First, I will warn that the scenes involving African American actors are cringe worthy. I hope they all got paid well for having to talk like Jim Crow stereotypes. I’m forgiving March himself as he would’ve had no say (being an actor, not a director) and he was a member of the NAACP which might be why he wanted to play Twain in the first place.
I’m not going to go into a lot of nitty -gritty or cast lists for this one. In over two hours of biopic, it was more like one of Twain’s books. The whole story is exaggerated right down to giving young Samuel Clemens (Twain) two childhood friends named Tom and Huck. Very little happens the correct order and several of his life’s major events are given a great deal of dramatic emphasis. The movie even starts with a rather ridiculous opening of people watching Halley’s comet like the world is coming to an end while Clemens is born. This might be one of the oldest Hollywood creation I’ve seen which includes the fictional characters appearing to the author in dream sequences.
Avoidance of hot political topics is also the name of the game. No mention of Twain deserting the Confederate Army or his work as an abolitionist. Twain fought for Black rights and women’s rights in reality yet there’s no mention of either. Mostly, it’s a lot of reminiscing about being a steamboat pilot. The creation of his publishing company and his printing of Ulysses Grant’s memoirs was an interesting scene, but only lasts ten minutes.

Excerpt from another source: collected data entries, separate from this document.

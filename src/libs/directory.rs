use std::collections::HashMap;

use tracing::{debug, info, warn};

use crate::libs::core::models::{Account, AccountView, MessageView};
use crate::libs::message::{
    MessageAction, MessageCounters, MessageIdGenerator, MessageRecord, RandomIdGenerator,
};
use crate::libs::persistence::MessageSink;
use crate::libs::validation;
use crate::ChatError;

/// In-memory store of accounts and per-account message lists, plus the
/// current session. All mutation happens on the calling thread; the sink is
/// invoked synchronously after in-memory state is already updated.
///
/// Invariants: every phone number in `accounts` has an entry in `inboxes`,
/// and `current_session` always names a registered phone number.
pub struct Directory {
    accounts: HashMap<String, Account>,
    inboxes: HashMap<String, Vec<MessageRecord>>,
    current_session: Option<String>,
    counters: MessageCounters,
    id_gen: Box<dyn MessageIdGenerator>,
    sink: Box<dyn MessageSink>,
}

impl Directory {
    pub fn new(sink: Box<dyn MessageSink>) -> Self {
        Self::with_id_generator(sink, Box::new(RandomIdGenerator))
    }

    pub fn with_id_generator(
        sink: Box<dyn MessageSink>,
        id_gen: Box<dyn MessageIdGenerator>,
    ) -> Self {
        Self {
            accounts: HashMap::new(),
            inboxes: HashMap::new(),
            current_session: None,
            counters: MessageCounters::default(),
            id_gen,
            sink,
        }
    }

    /// Validates the candidate and inserts the account together with its
    /// empty inbox. A failed check or a duplicate phone number leaves the
    /// directory untouched.
    pub fn register(
        &mut self,
        username: String,
        password: String,
        first_name: String,
        last_name: String,
        phone_number: String,
    ) -> Result<(), ChatError> {
        let account = Account::new(username, password, first_name, last_name, phone_number);
        validation::check_registration(&account)?;

        if self.accounts.contains_key(&account.phone_number) {
            return Err(ChatError::DuplicateAccount(account.phone_number));
        }

        info!(phone = %account.phone_number, "account registered");
        self.inboxes.insert(account.phone_number.clone(), Vec::new());
        self.accounts
            .insert(account.phone_number.clone(), account);
        Ok(())
    }

    /// Linear scan over accounts for a clear-text credential match. Success
    /// opens a session and returns the greeting; any failure reports the
    /// same error without revealing which field was wrong.
    pub fn login(&mut self, username: &str, password: &str) -> Result<String, ChatError> {
        for account in self.accounts.values_mut() {
            if account.username == username && account.password == password {
                account.logged_in = true;
                self.current_session = Some(account.phone_number.clone());
                info!(phone = %account.phone_number, "session opened");
                return Ok(account.greeting());
            }
        }

        Err(ChatError::InvalidCredentials)
    }

    pub fn logout(&mut self) {
        if let Some(phone) = self.current_session.take() {
            if let Some(account) = self.accounts.get_mut(&phone) {
                account.logged_in = false;
            }
        }
    }

    /// Builds a message from the current session to `recipient_number`,
    /// validates it (length, then recipient format, then registered
    /// recipient), records it in both parties' inboxes and appends one
    /// serialized line to the sink.
    ///
    /// A sink failure is reported to the caller, but the in-memory state it
    /// follows is not rolled back: the message stays in both inboxes with
    /// status `Sent`.
    pub fn send(&mut self, recipient_number: &str, payload: &str) -> Result<String, ChatError> {
        let sender = self
            .current_session
            .clone()
            .ok_or(ChatError::NotLoggedIn)?;

        let mut record = MessageRecord::new(
            payload.to_string(),
            recipient_number.to_string(),
            sender.clone(),
            &mut self.counters,
            self.id_gen.as_mut(),
        );

        if !record.is_length_valid() {
            return Err(ChatError::MessageTooLong);
        }

        if !record.is_recipient_format_valid() {
            return Err(ChatError::InvalidRecipientNumber);
        }

        if !self.accounts.contains_key(recipient_number) {
            return Err(ChatError::RecipientNotRegistered);
        }

        let outcome = record.process(MessageAction::Send, &mut self.counters);
        let line = record.to_json();

        self.inboxes
            .entry(sender)
            .or_default()
            .push(record.clone());
        self.inboxes
            .entry(recipient_number.to_string())
            .or_default()
            .push(record);

        if let Err(err) = self.sink.append_line(&line) {
            warn!(error = %err, "message persisted in memory only");
            return Err(err.into());
        }

        debug!(recipient = recipient_number, "message persisted");
        Ok(outcome)
    }

    /// Message list of the current session, in insertion order. Empty when
    /// nobody is logged in.
    pub fn recent_messages(&self) -> &[MessageRecord] {
        self.current_session
            .as_ref()
            .and_then(|phone| self.inboxes.get(phone))
            .map(Vec::as_slice)
            .unwrap_or(&[])
    }

    /// Presentation projection of [`Directory::recent_messages`]: sender
    /// usernames resolved and each entry flagged as outgoing or not.
    pub fn recent_message_views(&self) -> Vec<MessageView> {
        let session = match &self.current_session {
            Some(phone) => phone,
            None => return Vec::new(),
        };

        self.recent_messages()
            .iter()
            .map(|record| MessageView {
                message_id: record.id().to_string(),
                sender_name: self
                    .accounts
                    .get(record.sender_number())
                    .map(|account| account.username.clone())
                    .unwrap_or_else(|| record.sender_number().to_string()),
                content: record.payload().to_string(),
                timestamp: record.timestamp_text(),
                status: record.status(),
                outgoing: record.sender_number() == session,
            })
            .collect()
    }

    /// Every registered account except the current session's, for recipient
    /// pickers.
    pub fn other_accounts(&self) -> Vec<AccountView> {
        self.accounts
            .values()
            .filter(|account| Some(&account.phone_number) != self.current_session.as_ref())
            .map(AccountView::from)
            .collect()
    }

    pub fn current_account(&self) -> Option<&Account> {
        self.current_session
            .as_ref()
            .and_then(|phone| self.accounts.get(phone))
    }

    pub fn is_registered(&self, phone_number: &str) -> bool {
        self.accounts.contains_key(phone_number)
    }

    pub fn total_sent(&self) -> u32 {
        self.counters.total_sent
    }

    pub fn counters(&self) -> MessageCounters {
        self.counters
    }
}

Still, there is a focus on his own self-doubt as a writer and how he used humor to help him in these moments of embarrassment or second guessing. In one scene, his future father-in-law states that writers are the great New England men like Emerson, Whittier, Longfellow, and Wendell Holmes. He lets this get into his head, like many writers do. He then later meets three of these “giants” and tries to make joke which doesn’t land because to this shaken confidence. The movie credits his wife for keeping him going, but I’d like to think some of his own humor helped.